Маргарет распорядилась, чтобы никому, кто захочет ее видеть, не давали от ворот поворот. Закрыв дверь на цепочку — ибо того требовал вид Леонарда, — она пошла в курительную, где расположился Тибби. Он спал. Не так давно юноша плотно поел. И Чарльз Уилкокс еще не явился к нему с неприятными расспросами.
— Не знаю, — ответил Тибби сонным голосом. — В Хилтоне. Или в Говардс-Энде. А кто ее спрашивает?
— Пойду узнаю.
— Не надо, не беспокойтесь.
— Они уехали на машине в Говардс-Энд, — сказала горничная Леонарду.

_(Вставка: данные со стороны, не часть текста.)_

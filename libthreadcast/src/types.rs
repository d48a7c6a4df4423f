//! Core types for Threadcast

use secrecy::SecretString;
use serde::{Deserialize, Serialize};
use std::str::FromStr;

use crate::error::ThreadcastError;

/// External social platforms an account can be linked to
#[derive(Debug, Clone, Copy, Serialize, Deserialize, PartialEq, Eq, Hash, PartialOrd, Ord)]
#[serde(rename_all = "lowercase")]
pub enum Platform {
    Threads,
    X,
    Farcaster,
}

impl Platform {
    pub const ALL: [Platform; 3] = [Platform::Threads, Platform::X, Platform::Farcaster];

    /// Lowercase identifier used in storage and on the command line
    pub fn as_str(&self) -> &'static str {
        match self {
            Platform::Threads => "threads",
            Platform::X => "x",
            Platform::Farcaster => "farcaster",
        }
    }

    pub fn display_name(&self) -> &'static str {
        match self {
            Platform::Threads => "Threads",
            Platform::X => "X",
            Platform::Farcaster => "Farcaster",
        }
    }
}

impl std::fmt::Display for Platform {
    fn fmt(&self, f: &mut std::fmt::Formatter<'_>) -> std::fmt::Result {
        write!(f, "{}", self.as_str())
    }
}

impl FromStr for Platform {
    type Err = ThreadcastError;

    fn from_str(s: &str) -> Result<Self, Self::Err> {
        match s.trim().to_lowercase().as_str() {
            "threads" => Ok(Platform::Threads),
            "x" | "twitter" => Ok(Platform::X),
            "farcaster" => Ok(Platform::Farcaster),
            other => Err(ThreadcastError::InvalidInput(format!(
                "Unknown platform '{}'. Valid options: threads, x, farcaster",
                other
            ))),
        }
    }
}

/// A user's identity and encrypted credentials on one platform
#[derive(Debug, Clone, PartialEq, Eq)]
pub struct ExternalAccount {
    pub id: String,
    pub owner: String,
    pub platform: Platform,
    pub external_id: String,
    pub display_name: String,
    pub encrypted_access_token: String,
    pub encrypted_refresh_token: Option<String>,
    /// Unix seconds
    pub token_expiry: Option<i64>,
    pub is_active: bool,
    pub updated_at: i64,
}

/// Which external account is active for a (user, platform) pair
#[derive(Debug, Clone, PartialEq, Eq)]
pub struct AccountSelection {
    pub owner: String,
    pub platform: Platform,
    pub account_id: String,
    pub updated_at: i64,
}

/// Identity reported by a platform for an access token
#[derive(Debug, Clone, PartialEq, Eq)]
pub struct Identity {
    pub external_id: String,
    pub display_name: String,
}

/// Plaintext token material returned by an OAuth exchange or refresh
#[derive(Debug, Clone)]
pub struct TokenSet {
    pub access_token: SecretString,
    pub refresh_token: Option<SecretString>,
    /// Seconds of validity from the moment the tokens were issued
    pub expires_in: Option<i64>,
}

impl TokenSet {
    pub fn new(access_token: impl Into<String>) -> Self {
        Self {
            access_token: SecretString::from(access_token.into()),
            refresh_token: None,
            expires_in: None,
        }
    }

    pub fn with_refresh_token(mut self, refresh_token: impl Into<String>) -> Self {
        self.refresh_token = Some(SecretString::from(refresh_token.into()));
        self
    }

    pub fn with_expires_in(mut self, seconds: i64) -> Self {
        self.expires_in = Some(seconds);
        self
    }
}

// ============================================================================
// Signer Requests
// ============================================================================

/// Approval state of a signer request
#[derive(Debug, Clone, Copy, Serialize, Deserialize, PartialEq, Eq)]
#[serde(rename_all = "lowercase")]
pub enum SignerState {
    Pending,
    Approved,
    Expired,
}

impl SignerState {
    pub fn as_str(&self) -> &'static str {
        match self {
            SignerState::Pending => "pending",
            SignerState::Approved => "approved",
            SignerState::Expired => "expired",
        }
    }

    pub fn parse(s: &str) -> Option<Self> {
        match s {
            "pending" => Some(SignerState::Pending),
            "approved" => Some(SignerState::Approved),
            "expired" => Some(SignerState::Expired),
            _ => None,
        }
    }

    pub fn is_terminal(&self) -> bool {
        !matches!(self, SignerState::Pending)
    }

    /// Apply a transition. Only pending -> approved and pending -> expired move
    /// the state; terminal states stay where they are.
    pub fn transition(self, next: SignerState) -> SignerState {
        match (self, next) {
            (SignerState::Pending, next) => next,
            (terminal, _) => terminal,
        }
    }
}

impl std::fmt::Display for SignerState {
    fn fmt(&self, f: &mut std::fmt::Formatter<'_>) -> std::fmt::Result {
        write!(f, "{}", self.as_str())
    }
}

/// An out-of-band key authorization request
#[derive(Debug, Clone, PartialEq, Eq)]
pub struct SignerRequest {
    pub owner: String,
    pub platform_identity: String,
    /// Hex-encoded public key, `0x`-prefixed
    pub public_key: String,
    pub encrypted_private_key: String,
    pub approval_token: String,
    pub approval_link: String,
    pub state: SignerState,
    /// Unix seconds
    pub expires_at: i64,
    pub approved_at: Option<i64>,
}

impl SignerRequest {
    /// State as observed at `now`. A pending request past its deadline reads as expired.
    pub fn effective_state(&self, now: i64) -> SignerState {
        if self.state == SignerState::Pending && now > self.expires_at {
            SignerState::Expired
        } else {
            self.state
        }
    }
}

// ============================================================================
// Publishing
// ============================================================================

/// Media classification of a post segment, always derived from its media list
#[derive(Debug, Clone, Copy, Serialize, Deserialize, PartialEq, Eq)]
#[serde(rename_all = "UPPERCASE")]
pub enum MediaType {
    Text,
    Image,
    Carousel,
}

impl MediaType {
    pub fn from_media(media_urls: &[String]) -> Self {
        match media_urls.len() {
            0 => MediaType::Text,
            1 => MediaType::Image,
            _ => MediaType::Carousel,
        }
    }

    pub fn as_str(&self) -> &'static str {
        match self {
            MediaType::Text => "TEXT",
            MediaType::Image => "IMAGE",
            MediaType::Carousel => "CAROUSEL",
        }
    }
}

/// Content submitted to a platform's create endpoint
#[derive(Debug, Clone, PartialEq, Eq, Default)]
pub struct PostPayload {
    pub text: String,
    pub media_urls: Vec<String>,
    /// Remote id of the post this one replies to
    pub reply_to: Option<String>,
}

impl PostPayload {
    pub fn text(text: impl Into<String>) -> Self {
        Self {
            text: text.into(),
            ..Default::default()
        }
    }

    pub fn media_type(&self) -> MediaType {
        MediaType::from_media(&self.media_urls)
    }
}

#[derive(Debug, Clone, Copy, PartialEq, Eq)]
pub enum PublishStatus {
    Pending,
    Creating,
    Publishing,
    Published,
    Failed,
}

/// In-memory record of one publish invocation
#[derive(Debug, Clone)]
pub struct PublishJob {
    pub payload: PostPayload,
    pub account_id: String,
    pub platform: Platform,
    pub attempts: u32,
    pub status: PublishStatus,
    pub container_id: Option<String>,
}

impl PublishJob {
    pub fn new(payload: PostPayload, account: &ExternalAccount) -> Self {
        Self {
            payload,
            account_id: account.id.clone(),
            platform: account.platform,
            attempts: 0,
            status: PublishStatus::Pending,
            container_id: None,
        }
    }
}
impl Database {
    /// Open (creating if needed) the database at `db_path` and run migrations
    pub async fn new(db_path: &str) -> Result<Self> {
        let expanded_path = shellexpand::tilde(db_path).to_string();
        let path = Path::new(&expanded_path);

        if let Some(parent) = path.parent() {
            std::fs::create_dir_all(parent).map_err(DbError::IoError)?;
        }

        // mode=rwc creates the file if it doesn't exist
        let db_url = format!("sqlite://{}?mode=rwc", expanded_path.replace('\\', "/"));

        let pool = SqlitePool::connect(&db_url)
            .await
            .map_err(DbError::SqlxError)?;

        sqlx::migrate!("./migrations")
            .run(&pool)
            .await
            .map_err(DbError::MigrationError)?;

        Ok(Self { pool })
    }

    pub fn pool(&self) -> &SqlitePool {
        &self.pool
    }

    // ------------------------------------------------------------------
    // External accounts
    // ------------------------------------------------------------------

    /// Insert or update an account keyed by (owner, platform, external_id).
    ///
    /// Returns the id of the stored row, which is the existing id when the
    /// external account was linked before.
    pub async fn upsert_account(&self, account: &ExternalAccount) -> Result<String> {
        let row = sqlx::query(
            r#"
            INSERT INTO external_accounts (
                id, owner, platform, external_id, display_name,
                encrypted_access_token, encrypted_refresh_token, token_expiry,
                is_active, created_at, updated_at
            )
            VALUES (?, ?, ?, ?, ?, ?, ?, ?, ?, ?, ?)
            ON CONFLICT (owner, platform, external_id) DO UPDATE SET
                display_name = excluded.display_name,
                encrypted_access_token = excluded.encrypted_access_token,
                encrypted_refresh_token = excluded.encrypted_refresh_token,
                token_expiry = excluded.token_expiry,
                is_active = excluded.is_active,
                updated_at = excluded.updated_at
            RETURNING id
            "#,
        )
        .bind(&account.id)
        .bind(&account.owner)
        .bind(account.platform.as_str())
        .bind(&account.external_id)
        .bind(&account.display_name)
        .bind(&account.encrypted_access_token)
        .bind(&account.encrypted_refresh_token)
        .bind(account.token_expiry)
        .bind(account.is_active)
        .bind(account.updated_at)
        .bind(account.updated_at)
        .fetch_one(&self.pool)
        .await
        .map_err(DbError::SqlxError)?;

        Ok(row.get("id"))
    }

    pub async fn get_account(&self, account_id: &str) -> Result<Option<ExternalAccount>> {
        let row = sqlx::query(
            r#"
            SELECT id, owner, platform, external_id, display_name,
                   encrypted_access_token, encrypted_refresh_token, token_expiry,
                   is_active, updated_at
            FROM external_accounts WHERE id = ?
            "#,
        )
        .bind(account_id)
        .fetch_optional(&self.pool)
        .await
        .map_err(DbError::SqlxError)?;

        row.as_ref().map(account_from_row).transpose()
    }

    /// All accounts of an owner, optionally narrowed to one platform
    pub async fn list_accounts(
        &self,
        owner: &str,
        platform: Option<Platform>,
    ) -> Result<Vec<ExternalAccount>> {
        let rows = sqlx::query(
            r#"
            SELECT id, owner, platform, external_id, display_name,
                   encrypted_access_token, encrypted_refresh_token, token_expiry,
                   is_active, updated_at
            FROM external_accounts
            WHERE owner = ? AND (? IS NULL OR platform = ?)
            ORDER BY platform, display_name, id
            "#,
        )
        .bind(owner)
        .bind(platform.map(|p| p.as_str()))
        .bind(platform.map(|p| p.as_str()))
        .fetch_all(&self.pool)
        .await
        .map_err(DbError::SqlxError)?;

        rows.iter().map(account_from_row).collect()
    }

    pub async fn set_account_active(&self, account_id: &str, active: bool, now: i64) -> Result<()> {
        sqlx::query("UPDATE external_accounts SET is_active = ?, updated_at = ? WHERE id = ?")
            .bind(active)
            .bind(now)
            .bind(account_id)
            .execute(&self.pool)
            .await
            .map_err(DbError::SqlxError)?;

        Ok(())
    }

    /// Persist rotated tokens and mark the account active
    pub async fn update_account_tokens(
        &self,
        account_id: &str,
        encrypted_access_token: &str,
        encrypted_refresh_token: Option<&str>,
        token_expiry: Option<i64>,
        now: i64,
    ) -> Result<()> {
        sqlx::query(
            r#"
            UPDATE external_accounts
            SET encrypted_access_token = ?,
                encrypted_refresh_token = ?,
                token_expiry = ?,
                is_active = 1,
                updated_at = ?
            WHERE id = ?
            "#,
        )
        .bind(encrypted_access_token)
        .bind(encrypted_refresh_token)
        .bind(token_expiry)
        .bind(now)
        .bind(account_id)
        .execute(&self.pool)
        .await
        .map_err(DbError::SqlxError)?;

        Ok(())
    }

    // ------------------------------------------------------------------
    // Selections
    // ------------------------------------------------------------------

    pub async fn upsert_selection(
        &self,
        owner: &str,
        platform: Platform,
        account_id: &str,
        now: i64,
    ) -> Result<()> {
        sqlx::query(
            r#"
            INSERT INTO account_selections (owner, platform, account_id, updated_at)
            VALUES (?, ?, ?, ?)
            ON CONFLICT (owner, platform) DO UPDATE SET
                account_id = excluded.account_id,
                updated_at = excluded.updated_at
            "#,
        )
        .bind(owner)
        .bind(platform.as_str())
        .bind(account_id)
        .bind(now)
        .execute(&self.pool)
        .await
        .map_err(DbError::SqlxError)?;

        Ok(())
    }

    pub async fn get_selection(
        &self,
        owner: &str,
        platform: Platform,
    ) -> Result<Option<AccountSelection>> {
        let row = sqlx::query(
            r#"
            SELECT owner, platform, account_id, updated_at
            FROM account_selections WHERE owner = ? AND platform = ?
            "#,
        )
        .bind(owner)
        .bind(platform.as_str())
        .fetch_optional(&self.pool)
        .await
        .map_err(DbError::SqlxError)?;

        Ok(row.map(|r| AccountSelection {
            owner: r.get("owner"),
            platform,
            account_id: r.get("account_id"),
            updated_at: r.get("updated_at"),
        }))
    }

    pub async fn delete_selection(&self, owner: &str, platform: Platform) -> Result<()> {
        sqlx::query("DELETE FROM account_selections WHERE owner = ? AND platform = ?")
            .bind(owner)
            .bind(platform.as_str())
            .execute(&self.pool)
            .await
            .map_err(DbError::SqlxError)?;

        Ok(())
    }

    /// The selected account for (owner, platform), only if it is active
    pub async fn get_selected_account(
        &self,
        owner: &str,
        platform: Platform,
    ) -> Result<Option<ExternalAccount>> {
        let row = sqlx::query(
            r#"
            SELECT a.id, a.owner, a.platform, a.external_id, a.display_name,
                   a.encrypted_access_token, a.encrypted_refresh_token, a.token_expiry,
                   a.is_active, a.updated_at
            FROM account_selections s
            JOIN external_accounts a ON a.id = s.account_id
            WHERE s.owner = ? AND s.platform = ?
              AND a.owner = s.owner AND a.platform = s.platform
              AND a.is_active = 1
            "#,
        )
        .bind(owner)
        .bind(platform.as_str())
        .fetch_optional(&self.pool)
        .await
        .map_err(DbError::SqlxError)?;

        row.as_ref().map(account_from_row).transpose()
    }

    // ------------------------------------------------------------------
    // Legacy single-account rows
    // ------------------------------------------------------------------

    pub async fn get_legacy_token(&self, owner: &str, platform: Platform) -> Result<Option<String>> {
        let row = sqlx::query(
            "SELECT encrypted_access_token FROM legacy_accounts WHERE owner = ? AND platform = ?",
        )
        .bind(owner)
        .bind(platform.as_str())
        .fetch_optional(&self.pool)
        .await
        .map_err(DbError::SqlxError)?;

        Ok(row.map(|r| r.get("encrypted_access_token")))
    }

    pub async fn upsert_legacy_token(
        &self,
        owner: &str,
        platform: Platform,
        encrypted_access_token: &str,
        now: i64,
    ) -> Result<()> {
        sqlx::query(
            r#"
            INSERT INTO legacy_accounts (owner, platform, encrypted_access_token, updated_at)
            VALUES (?, ?, ?, ?)
            ON CONFLICT (owner, platform) DO UPDATE SET
                encrypted_access_token = excluded.encrypted_access_token,
                updated_at = excluded.updated_at
            "#,
        )
        .bind(owner)
        .bind(platform.as_str())
        .bind(encrypted_access_token)
        .bind(now)
        .execute(&self.pool)
        .await
        .map_err(DbError::SqlxError)?;

        Ok(())
    }

    // ------------------------------------------------------------------
    // Signer requests
    // ------------------------------------------------------------------

    /// Insert or overwrite the request for (owner, platform_identity).
    /// An overwritten request is effectively cancelled: its approval token
    /// stops resolving. An approved row is never overwritten.
    ///
    /// Returns whether the request was written.
    pub async fn upsert_signer_request(&self, request: &SignerRequest, now: i64) -> Result<bool> {
        let result = sqlx::query(
            r#"
            INSERT INTO signer_requests (
                owner, platform_identity, public_key, encrypted_private_key,
                approval_token, approval_link, state, expires_at, approved_at, updated_at
            )
            VALUES (?, ?, ?, ?, ?, ?, ?, ?, ?, ?)
            ON CONFLICT (owner, platform_identity) DO UPDATE SET
                public_key = excluded.public_key,
                encrypted_private_key = excluded.encrypted_private_key,
                approval_token = excluded.approval_token,
                approval_link = excluded.approval_link,
                state = excluded.state,
                expires_at = excluded.expires_at,
                approved_at = excluded.approved_at,
                updated_at = excluded.updated_at
            WHERE signer_requests.state <> 'approved'
            "#,
        )
        .bind(&request.owner)
        .bind(&request.platform_identity)
        .bind(&request.public_key)
        .bind(&request.encrypted_private_key)
        .bind(&request.approval_token)
        .bind(&request.approval_link)
        .bind(request.state.as_str())
        .bind(request.expires_at)
        .bind(request.approved_at)
        .bind(now)
        .execute(&self.pool)
        .await
        .map_err(DbError::SqlxError)?;

        Ok(result.rows_affected() > 0)
    }

    pub async fn get_signer_request(
        &self,
        owner: &str,
        platform_identity: &str,
    ) -> Result<Option<SignerRequest>> {
        let row = sqlx::query(
            r#"
            SELECT owner, platform_identity, public_key, encrypted_private_key,
                   approval_token, approval_link, state, expires_at, approved_at
            FROM signer_requests WHERE owner = ? AND platform_identity = ?
            "#,
        )
        .bind(owner)
        .bind(platform_identity)
        .fetch_optional(&self.pool)
        .await
        .map_err(DbError::SqlxError)?;

        row.as_ref().map(signer_request_from_row).transpose()
    }

    pub async fn get_signer_request_by_token(
        &self,
        owner: &str,
        approval_token: &str,
    ) -> Result<Option<SignerRequest>> {
        let row = sqlx::query(
            r#"
            SELECT owner, platform_identity, public_key, encrypted_private_key,
                   approval_token, approval_link, state, expires_at, approved_at
            FROM signer_requests WHERE owner = ? AND approval_token = ?
            "#,
        )
        .bind(owner)
        .bind(approval_token)
        .fetch_optional(&self.pool)
        .await
        .map_err(DbError::SqlxError)?;

        row.as_ref().map(signer_request_from_row).transpose()
    }

    /// Move a request out of `pending`. The row is only touched while it is
    /// still pending and still carries `approval_token`, so terminal states
    /// never move and a superseded token cannot change the replacement.
    ///
    /// Returns whether a row was updated.
    pub async fn transition_signer_request(
        &self,
        owner: &str,
        approval_token: &str,
        state: SignerState,
        approved_at: Option<i64>,
        now: i64,
    ) -> Result<bool> {
        let result = sqlx::query(
            r#"
            UPDATE signer_requests
            SET state = ?, approved_at = ?, updated_at = ?
            WHERE owner = ? AND approval_token = ? AND state = 'pending'
            "#,
        )
        .bind(state.as_str())
        .bind(approved_at)
        .bind(now)
        .bind(owner)
        .bind(approval_token)
        .execute(&self.pool)
        .await
        .map_err(DbError::SqlxError)?;

        Ok(result.rows_affected() > 0)
    }
}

Поблагодарив, он спросил, где находится это место.
— А не много ли вы хотите знать? — сказала горничная. Но Маргарет запретила ей давать уклончивые ответы и, вопреки собственному желанию, той пришлось сообщить Леонарду, что Говардс-Энд расположен в Хартфордшире.
— Скажите, пожалуйста, это что, такая деревня?
— Деревня! Это частный дом мистера Уилкокса — то есть один из домов. Там миссис Уилкокс держит свою мебель. А городок называется Хилтон.